Átomos podem ter sua configuração eletrônica descrita, usando as seguintes regras
• Princípio de Aufbau: Orbitais de menor energia são preenchidos primeiro
• Princípio de exclusão de Pauli: Um máximo de 2 elétrons emparelhados podem ser
colocados em cada orbital
• Regra de Hund: Um elétron é adicionado a cada orbital degenerado (de igual energia)
antes de um segundo elétron ser adicionado.
Configuração eletrônica de alguns elementos do segundo período:
Orbitais Moleculares
• Um simples modelo de ligação é ilustrado pela formação de H2 molecular a partir de
átomos de H e a variação na distância
• Região I: Energia total de dois átomos isolados
• Região II: O núcleo de um átomo começa a atrair elétrons do outro: a energia do sistema
diminui.
• Região III: em 0,74Å a atração dos elétrons e núcleos balanceia a repulsão dos dois
núcleos: esta é a distância de ligação do H2.
• Região IV: Energia do sistema aumenta com o aumento da repulsão entre os dois núcleos.
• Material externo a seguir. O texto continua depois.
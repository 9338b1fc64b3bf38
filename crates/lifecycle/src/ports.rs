//! Collaborator contracts consumed by the orchestrator.
//!
//! Both ports are synchronous `Send + Sync` traits: implementations block on
//! their own I/O, and callers run them from worker threads. The orchestrator
//! holds no lock across a port call; the version token it read is the only
//! state that crosses the boundary.

use std::sync::Arc;

use chrono::{DateTime, Utc};
use serde::{Deserialize, Serialize};
use thiserror::Error;

use rebill_core::{
    BillingError, Currency, CustomerId, InvoiceId, OptimisticLockError, PaymentProvider, Price,
    PlanId, Subscription, SubscriptionFilter, SubscriptionId, SubscriptionPatch, VersionToken,
};

/// What a charge is for. Travels with the payment as typed metadata.
#[derive(Debug, Copy, Clone, PartialEq, Eq, Serialize, Deserialize)]
#[serde(rename_all = "snake_case")]
pub enum ChargeType {
    Renewal,
    TrialConversion,
    Retry,
}

impl ChargeType {
    pub fn as_str(&self) -> &'static str {
        match self {
            ChargeType::Renewal => "renewal",
            ChargeType::TrialConversion => "trial_conversion",
            ChargeType::Retry => "retry",
        }
    }
}

/// Typed metadata attached to every payment request.
#[derive(Debug, Clone, PartialEq, Serialize, Deserialize)]
pub struct PaymentMetadata {
    pub subscription_id: SubscriptionId,
    pub charge_type: ChargeType,
}

/// One charge attempt against a customer's default payment method.
#[derive(Debug, Clone, PartialEq, Serialize, Deserialize)]
pub struct PaymentRequest {
    pub customer_id: CustomerId,
    /// Amount in the smallest currency unit.
    pub amount: u64,
    pub currency: Currency,
    pub metadata: PaymentMetadata,
}

/// Outcome of a charge attempt.
///
/// An ordinary decline is a `Declined` value, never a [`GatewayError`]; the
/// error type is reserved for transport and provider failures.
#[derive(Debug, Clone, PartialEq, Eq, Serialize, Deserialize)]
#[serde(rename_all = "snake_case", tag = "outcome")]
pub enum PaymentOutcome {
    Approved { payment_id: String },
    Declined { reason: String },
}

impl PaymentOutcome {
    pub fn is_approved(&self) -> bool {
        matches!(self, PaymentOutcome::Approved { .. })
    }
}

/// A customer's stored payment method.
#[derive(Debug, Clone, PartialEq, Eq, Serialize, Deserialize)]
pub struct PaymentMethod {
    pub id: String,
    pub provider_payment_method_id: String,
}

/// Transport/provider failure, distinct from a business decline.
#[derive(Debug, Error, Clone)]
pub enum GatewayError {
    #[error("payment provider unavailable: {0}")]
    Unavailable(String),
    #[error("payment gateway error: {0}")]
    Other(String),
}

/// Payment execution port. One implementation per provider; the orchestrator
/// depends only on this trait.
pub trait PaymentGateway: Send + Sync {
    fn provider(&self) -> PaymentProvider;

    fn process_payment(&self, request: &PaymentRequest) -> Result<PaymentOutcome, GatewayError>;

    fn default_payment_method(
        &self,
        customer_id: CustomerId,
    ) -> Result<Option<PaymentMethod>, GatewayError>;
}

impl<G> PaymentGateway for Arc<G>
where
    G: PaymentGateway + ?Sized,
{
    fn provider(&self) -> PaymentProvider {
        (**self).provider()
    }

    fn process_payment(&self, request: &PaymentRequest) -> Result<PaymentOutcome, GatewayError> {
        (**self).process_payment(request)
    }

    fn default_payment_method(
        &self,
        customer_id: CustomerId,
    ) -> Result<Option<PaymentMethod>, GatewayError> {
        (**self).default_payment_method(customer_id)
    }
}

/// Input for materializing a billable line before charging.
#[derive(Debug, Clone, PartialEq, Serialize, Deserialize)]
pub struct InvoiceInput {
    pub subscription_id: SubscriptionId,
    pub customer_id: CustomerId,
    pub amount: u64,
    pub currency: Currency,
    pub charge_type: ChargeType,
}

/// A materialized invoice.
#[derive(Debug, Clone, PartialEq, Serialize, Deserialize)]
pub struct Invoice {
    pub id: InvoiceId,
    pub subscription_id: SubscriptionId,
    pub customer_id: CustomerId,
    pub amount: u64,
    pub currency: Currency,
    pub charge_type: ChargeType,
    pub created_at: DateTime<Utc>,
}

/// Storage port error.
#[derive(Debug, Error, Clone)]
pub enum StoreError {
    #[error(transparent)]
    OptimisticLock(#[from] OptimisticLockError),
    #[error(transparent)]
    Domain(#[from] BillingError),
    #[error("subscription not found: {0}")]
    SubscriptionNotFound(SubscriptionId),
    #[error("storage error: {0}")]
    Storage(String),
}

impl StoreError {
    /// Whether this error is a lost optimistic-concurrency race.
    pub fn is_conflict(&self) -> bool {
        matches!(self, StoreError::OptimisticLock(_))
    }
}

/// Storage port.
///
/// The only shared mutable resource in the system. Every subscription write
/// is a compare-and-swap on the version token; implementations must reject a
/// stale token with [`StoreError::OptimisticLock`] and must enforce the
/// lifecycle transition table when applying a patch.
pub trait BillingStore: Send + Sync {
    fn insert_subscription(&self, subscription: Subscription) -> Result<(), StoreError>;

    fn get_subscription(&self, id: SubscriptionId) -> Result<Option<Subscription>, StoreError>;

    fn list_subscriptions(
        &self,
        filter: &SubscriptionFilter,
    ) -> Result<Vec<Subscription>, StoreError>;

    /// Version-checked read-modify-write. Returns the updated record with its
    /// freshly assigned version token.
    fn update_subscription(
        &self,
        id: SubscriptionId,
        patch: &SubscriptionPatch,
        expected_version: VersionToken,
        now: DateTime<Utc>,
    ) -> Result<Subscription, StoreError>;

    fn prices_for_plan(&self, plan_id: PlanId) -> Result<Vec<Price>, StoreError>;

    fn create_invoice(
        &self,
        input: InvoiceInput,
        now: DateTime<Utc>,
    ) -> Result<Invoice, StoreError>;
}

impl<S> BillingStore for Arc<S>
where
    S: BillingStore + ?Sized,
{
    fn insert_subscription(&self, subscription: Subscription) -> Result<(), StoreError> {
        (**self).insert_subscription(subscription)
    }

    fn get_subscription(&self, id: SubscriptionId) -> Result<Option<Subscription>, StoreError> {
        (**self).get_subscription(id)
    }

    fn list_subscriptions(
        &self,
        filter: &SubscriptionFilter,
    ) -> Result<Vec<Subscription>, StoreError> {
        (**self).list_subscriptions(filter)
    }

    fn update_subscription(
        &self,
        id: SubscriptionId,
        patch: &SubscriptionPatch,
        expected_version: VersionToken,
        now: DateTime<Utc>,
    ) -> Result<Subscription, StoreError> {
        (**self).update_subscription(id, patch, expected_version, now)
    }

    fn prices_for_plan(&self, plan_id: PlanId) -> Result<Vec<Price>, StoreError> {
        (**self).prices_for_plan(plan_id)
    }

    fn create_invoice(
        &self,
        input: InvoiceInput,
        now: DateTime<Utc>,
    ) -> Result<Invoice, StoreError> {
        (**self).create_invoice(input, now)
    }
}
//! API routes.

use std::sync::Arc;

use axum::extract::DefaultBodyLimit;
use axum::middleware;
use axum::routing::{get, post};
use axum::Router;
use metrics_exporter_prometheus::PrometheusHandle;
use tower_http::limit::RequestBodyLimitLayer;

use crate::handlers::{
    athletes, health, latest_result, leaderboard, login, ready, resend_otp, root, send_otp,
    upload_video, verify_otp, verify_token,
};
use crate::metrics::metrics_middleware;
use crate::middleware::{
    cors_layer, rate_limit_middleware, request_id, request_logging, security_headers,
    RateLimiterCache,
};
use crate::state::AppState;

/// Create the API router.
pub fn create_router(state: AppState, metrics_handle: Option<PrometheusHandle>) -> Router {
    let scoring_routes = Router::new()
        .route("/upload_video/", post(upload_video))
        .route("/results/latest", get(latest_result))
        .route("/results/leaderboard", get(leaderboard))
        .route("/results/athletes", get(athletes));

    let auth_routes = Router::new()
        .route("/send-otp", post(send_otp))
        .route("/resend-otp", post(resend_otp))
        .route("/verify-otp", post(verify_otp))
        .route("/verify-token", get(verify_token))
        .route("/login", post(login));

    let rate_limiter = Arc::new(
        RateLimiterCache::new(state.config.rate_limit_rps)
            .trust_proxy_headers(state.config.trust_proxy_headers),
    );

    let api_routes = Router::new()
        .merge(scoring_routes)
        .merge(auth_routes)
        .layer(middleware::from_fn_with_state(
            rate_limiter,
            rate_limit_middleware,
        ));

    let health_routes = Router::new()
        .route("/", get(root))
        .route("/health", get(health))
        .route("/healthz", get(health))
        .route("/ready", get(ready));

    let metrics_routes = match metrics_handle {
        Some(handle) => Router::new().route("/metrics", get(move || async move { handle.render() })),
        None => Router::new(),
    };

    let max_body_size = state.config.max_body_size;

    Router::new()
        .merge(api_routes)
        .merge(health_routes)
        .merge(metrics_routes)
        // Multipart uploads are bounded by the layer below, not axum's 2MB default.
        .layer(DefaultBodyLimit::disable())
        .layer(RequestBodyLimitLayer::new(max_body_size))
        .layer(middleware::from_fn(metrics_middleware))
        .layer(middleware::from_fn(security_headers))
        .layer(middleware::from_fn(request_id))
        .layer(middleware::from_fn(request_logging))
        .layer(cors_layer(&state.config.cors_origins))
        .with_state(state)
}
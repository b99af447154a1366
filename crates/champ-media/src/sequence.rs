//! Video bytes to an ordered (T, 33, 3) pose tensor.
//!
//! The upload is spooled to a request-scoped temp file for the decoder, read
//! frame by frame, and landmark extraction fans out over small batches of
//! frames with rayon. `collect` keeps batch order, so the tensor stays in
//! temporal order. The temp file is removed when the builder returns,
//! whichever way it returns.

use std::io::Write;
use std::path::Path;
use std::sync::Arc;
use std::time::{Duration, Instant};

use champ_models::VideoInfo;
use rayon::prelude::*;
use tracing::{debug, info, warn};

use crate::decode::{Frame, FrameSource, VideoDecoder};
use crate::error::MediaResult;
use crate::landmarks::{extract_keypoints, LandmarkExtractor};
use crate::tensor::{stack_keypoints, KeypointSet, PoseTensor};

/// Frames decoded before each parallel extraction round.
pub const DEFAULT_BATCH_SIZE: usize = 16;

/// Keypoints of every decoded frame plus container metadata.
#[derive(Debug, Clone)]
pub struct DecodedSequence {
    pub tensor: PoseTensor,
    pub frame_count: u64,
    pub fps: f64,
}

impl DecodedSequence {
    pub fn video_info(&self) -> VideoInfo {
        VideoInfo::new(self.frame_count, self.fps)
    }
}

#[derive(Debug, Clone)]
pub enum SequenceOutcome {
    Decoded(DecodedSequence),
    /// The container could not be opened or yielded no frames.
    NoData,
}

pub struct SequenceBuilder {
    decoder: Arc<dyn VideoDecoder>,
    extractor: Arc<dyn LandmarkExtractor>,
    batch_size: usize,
    decode_budget: Option<Duration>,
}

impl SequenceBuilder {
    pub fn new(decoder: Arc<dyn VideoDecoder>, extractor: Arc<dyn LandmarkExtractor>) -> Self {
        Self {
            decoder,
            extractor,
            batch_size: DEFAULT_BATCH_SIZE,
            decode_budget: None,
        }
    }

    pub fn with_batch_size(mut self, batch_size: usize) -> Self {
        self.batch_size = batch_size.max(1);
        self
    }

    /// Stop decoding once this much wall time has passed; frames read so far
    /// are kept.
    pub fn with_decode_budget(mut self, budget: Option<Duration>) -> Self {
        self.decode_budget = budget;
        self
    }

    pub fn decoder_name(&self) -> &'static str {
        self.decoder.name()
    }

    /// Decode `video` and extract one keypoint set per frame.
    pub fn build(&self, video: &[u8]) -> MediaResult<SequenceOutcome> {
        let mut temp = tempfile::Builder::new()
            .prefix("champ-upload-")
            .suffix(".mp4")
            .tempfile()?;
        temp.write_all(video)?;
        temp.flush()?;

        let outcome = self.build_from_path(temp.path());

        if let Err(e) = temp.close() {
            debug!(error = %e, "Failed to remove temporary video");
        }
        outcome
    }

    /// Decode an existing file. The caller owns the file.
    pub fn build_from_path(&self, path: &Path) -> MediaResult<SequenceOutcome> {
        let mut source = match self.decoder.open(path) {
            Ok(source) => source,
            Err(e) => {
                warn!(decoder = self.decoder.name(), error = %e, "Could not open video");
                return Ok(SequenceOutcome::NoData);
            }
        };
        let fps = source.fps();

        let started_at = Instant::now();
        let keypoints = self.extract_all(source.as_mut(), started_at);
        let frame_count = keypoints.len() as u64;
        crate::metrics::record_frames(frame_count);
        crate::metrics::record_stage_duration("decode_extract", started_at.elapsed());

        if keypoints.is_empty() {
            info!(decoder = self.decoder.name(), "Video yielded no frames");
            return Ok(SequenceOutcome::NoData);
        }

        info!(
            frames = frame_count,
            fps,
            elapsed_ms = started_at.elapsed().as_millis() as u64,
            extractor = self.extractor.name(),
            "Pose sequence built"
        );

        Ok(SequenceOutcome::Decoded(DecodedSequence {
            tensor: stack_keypoints(&keypoints),
            frame_count,
            fps,
        }))
    }

    fn extract_all(&self, source: &mut dyn FrameSource, started_at: Instant) -> Vec<KeypointSet> {
        let mut keypoints = Vec::new();
        let mut batch: Vec<Frame> = Vec::with_capacity(self.batch_size);

        loop {
            if let Some(budget) = self.decode_budget {
                if started_at.elapsed() >= budget {
                    warn!(
                        elapsed = ?started_at.elapsed(),
                        frames = keypoints.len() + batch.len(),
                        "Stopping decode early due to wall-clock budget"
                    );
                    crate::metrics::record_fallback("decode_budget");
                    break;
                }
            }

            match source.next_frame() {
                Ok(Some(frame)) => {
                    batch.push(frame);
                    if batch.len() >= self.batch_size {
                        keypoints.extend(self.extract_batch(&batch));
                        batch.clear();
                    }
                }
                Ok(None) => break,
                Err(e) => {
                    warn!(
                        error = %e,
                        frame = keypoints.len() + batch.len(),
                        "Frame decode failed, ending sequence"
                    );
                    break;
                }
            }
        }

        if !batch.is_empty() {
            keypoints.extend(self.extract_batch(&batch));
        }
        keypoints
    }

    fn extract_batch(&self, frames: &[Frame]) -> Vec<KeypointSet> {
        let extractor = self.extractor.as_ref();
        frames
            .par_iter()
            .map(|frame| extract_keypoints(extractor, Some(frame)))
            .collect()
    }
}
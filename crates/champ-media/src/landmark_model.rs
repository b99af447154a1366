//! ONNX Runtime pose landmark backend (BlazePose full-body landmark model).
//!
//! The whole frame is resized to the model input (no person-detector ROI
//! stage), which is adequate for single-athlete clips. Landmark x/y come out
//! in input pixels and are normalized to [0, 1]; z is scaled by input width.

use std::path::Path;
use std::str::FromStr;
use std::sync::Mutex;

use image::{imageops::FilterType, DynamicImage, RgbImage};
use ort::session::Session;
use ort::value::{Tensor, Value};
use tracing::info;

use crate::decode::Frame;
use crate::error::{MediaError, MediaResult};
use crate::landmarks::{Landmark, LandmarkExtractor};
use crate::models::onnx::create_session;
use crate::tensor::NUM_LANDMARKS;

/// Values per landmark in the model output: x, y, z, visibility, presence.
const VALUES_PER_LANDMARK: usize = 5;

/// Minimum pose presence score to accept a detection.
const PRESENCE_THRESHOLD: f32 = 0.5;

/// Square model input size.
const INPUT_SIZE: u32 = 256;

/// How the presence output is encoded by the exported graph.
#[derive(Debug, Clone, Copy, Default, PartialEq, Eq)]
pub enum PresenceActivation {
    /// Raw logit; a sigmoid is applied before thresholding.
    #[default]
    Logit,
    /// Already a probability in [0, 1].
    Probability,
}

impl PresenceActivation {
    /// Presence probability for a raw output value.
    pub fn probability(self, raw: f32) -> f32 {
        match self {
            Self::Logit => 1.0 / (1.0 + (-raw).exp()),
            Self::Probability => raw,
        }
    }

    pub fn accepts(self, raw: f32) -> bool {
        self.probability(raw) >= PRESENCE_THRESHOLD
    }
}

impl FromStr for PresenceActivation {
    type Err = String;

    fn from_str(s: &str) -> Result<Self, Self::Err> {
        match s.trim().to_ascii_lowercase().as_str() {
            "logit" | "sigmoid" => Ok(Self::Logit),
            "probability" | "none" => Ok(Self::Probability),
            other => Err(format!("unknown presence activation: {other}")),
        }
    }
}

pub struct OrtPoseLandmarker {
    session: Mutex<Session>,
    landmarks_output: String,
    presence_output: Option<String>,
    activation: PresenceActivation,
}

impl OrtPoseLandmarker {
    pub fn load(model_path: &Path, activation: PresenceActivation) -> MediaResult<Self> {
        if !model_path.exists() {
            return Err(MediaError::model_not_found(model_path));
        }
        let session = create_session(model_path)?;

        let mut names = session.outputs.iter().map(|o| o.name.clone());
        let landmarks_output = names
            .next()
            .ok_or_else(|| MediaError::inference_failed("Landmark model has no outputs"))?;
        let presence_output = names.next();

        info!(
            model_path = %model_path.display(),
            landmarks_output = %landmarks_output,
            presence_activation = ?activation,
            "Pose landmark model loaded"
        );

        Ok(Self {
            session: Mutex::new(session),
            landmarks_output,
            presence_output,
            activation,
        })
    }

    fn preprocess(frame: &Frame) -> MediaResult<Value> {
        let rgb = RgbImage::from_raw(frame.width, frame.height, frame.to_rgb())
            .ok_or_else(|| MediaError::landmark_failed("Frame buffer does not match its size"))?;
        let resized = DynamicImage::ImageRgb8(rgb)
            .resize_exact(INPUT_SIZE, INPUT_SIZE, FilterType::Triangle)
            .to_rgb8();

        // NHWC, values in [0, 1]
        let data: Vec<f32> = resized.as_raw().iter().map(|&v| v as f32 / 255.0).collect();
        let shape = vec![1usize, INPUT_SIZE as usize, INPUT_SIZE as usize, 3];
        Tensor::from_array((shape, data.into_boxed_slice()))
            .map(Value::from)
            .map_err(|e| MediaError::landmark_failed(format!("ORT tensor: {e}")))
    }
}

impl LandmarkExtractor for OrtPoseLandmarker {
    fn detect(&self, frame: &Frame) -> MediaResult<Option<Vec<Landmark>>> {
        let input = Self::preprocess(frame)?;

        let mut session = self
            .session
            .lock()
            .map_err(|_| MediaError::landmark_failed("ORT session poisoned"))?;
        let outputs = session
            .run(ort::inputs![input])
            .map_err(|e| MediaError::landmark_failed(format!("ORT run failed: {e}")))?;

        if let Some(name) = &self.presence_output {
            if let Some(score) = outputs.get(name.as_str()) {
                let (_, data) = score
                    .try_extract_tensor::<f32>()
                    .map_err(|e| MediaError::landmark_failed(format!("ORT extract: {e}")))?;
                if data.first().is_some_and(|&p| !self.activation.accepts(p)) {
                    return Ok(None);
                }
            }
        }

        let raw = outputs
            .get(self.landmarks_output.as_str())
            .ok_or_else(|| MediaError::landmark_failed("ORT returned no landmark output"))?;
        let (_, data) = raw
            .try_extract_tensor::<f32>()
            .map_err(|e| MediaError::landmark_failed(format!("ORT extract: {e}")))?;

        Ok(Some(decode_landmarks(data, INPUT_SIZE as f32)))
    }

    fn name(&self) -> &'static str {
        "ort_blazepose"
    }
}

/// Turn the flat `[N * 5]` output into normalized landmarks.
fn decode_landmarks(data: &[f32], input_size: f32) -> Vec<Landmark> {
    data.chunks_exact(VALUES_PER_LANDMARK)
        .take(NUM_LANDMARKS)
        .map(|v| Landmark {
            x: v[0] / input_size,
            y: v[1] / input_size,
            z: v[2] / input_size,
        })
        .collect()
}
• Este modelo simples de ligação não leva em conta o fato de que os elétrons não são
estacionários mas movem-se constantemente ao redor do átomo
• Princípio da incerteza de Heinseberg: a posição e momento de um elétron não pode ser
conhecida simultaneamente.
• A mecânica quântica resolve este problema abordando sobre a probabilidade (Y 2) de se
encontrar um elétron em um certo local do espaço
• Ao se aproximarem dois átomos um do outro, seus orbitais atômicos (OAs) se sobrepõem
para se tornarem orbitais moleculares (OMs).
• A função de onda dos OAs são combinadas para originar a nova função de onda dos OMs.
• O número de OMs que resulta deve sempre ser igual ao número de OAs usados.
Exemplo: Molécula de H2
• Como os átomos de hidrogênio se aproximam um do outro, seus orbitais 1s (Y1s)
começam a se sobrepor.
• Os OM que se formam agrupam ambos os núcleos
• Os elétrons não estão restritos à vizinhança de um ou outro núcleo
• Cada OM tem um máximo de 2 elétrons com spin emparelhados.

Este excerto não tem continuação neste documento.